• [Directions]
Nothing but the lines from the one that contains "pub const SERVICE_CLOSING: u16 = 221;" through the end of the data should be reproduced, and each must match exactly.

Records excerpted from a collection:

// src/constants.rs

pub const DEFAULT_PORT: u16 = 21;
pub const ANONYMOUS_USER: &str = "anonymous";
pub const ANONYMOUS_PASSWORD: &str = "anonymous@";
pub const DEFAULT_TIMEOUT_SECS: u64 = 30;

/// Reply codes the client reacts to.
pub mod status {
    pub const READY_MINUTE: u16 = 120;

    pub const NAME_SYSTEM: u16 = 215;
    pub const SERVICE_READY: u16 = 220;
    pub const SERVICE_CLOSING: u16 = 221;
    pub const PASSIVE_MODE: u16 = 227;
    pub const PATH_CREATED: u16 = 257;

    pub const NEED_PASSWORD: u16 = 331;
    pub const NEED_ACCOUNT: u16 = 332;
    pub const FILE_ACTION_PENDING: u16 = 350;

    pub const FILE_ACTION_NOT_TAKEN: u16 = 450;
    pub const INSUFFICIENT_STORAGE: u16 = 452;

    pub const NOT_LOGGED_IN: u16 = 530;
    pub const FILE_NOT_AVAILABLE: u16 = 550;
    pub const FILE_ACTION_ABORTED: u16 = 552;
    pub const FILE_NAME_NOT_ALLOWED: u16 = 553;
}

• [Result of the exercise]
    pub const SERVICE_CLOSING: u16 = 221;
    pub const PASSIVE_MODE: u16 = 227;
    pub const PATH_CREATED: u16 = 257;

    pub const NEED_PASSWORD: u16 = 331;
    pub const NEED_ACCOUNT: u16 = 332;
    pub const FILE_ACTION_PENDING: u16 = 350;

    pub const FILE_ACTION_NOT_TAKEN: u16 = 450;
    pub const INSUFFICIENT_STORAGE: u16 = 452;

    pub const NOT_LOGGED_IN: u16 = 530;
    pub const FILE_NOT_AVAILABLE: u16 = 550;
    pub const FILE_ACTION_ABORTED: u16 = 552;
    pub const FILE_NAME_NOT_ALLOWED: u16 = 553;
}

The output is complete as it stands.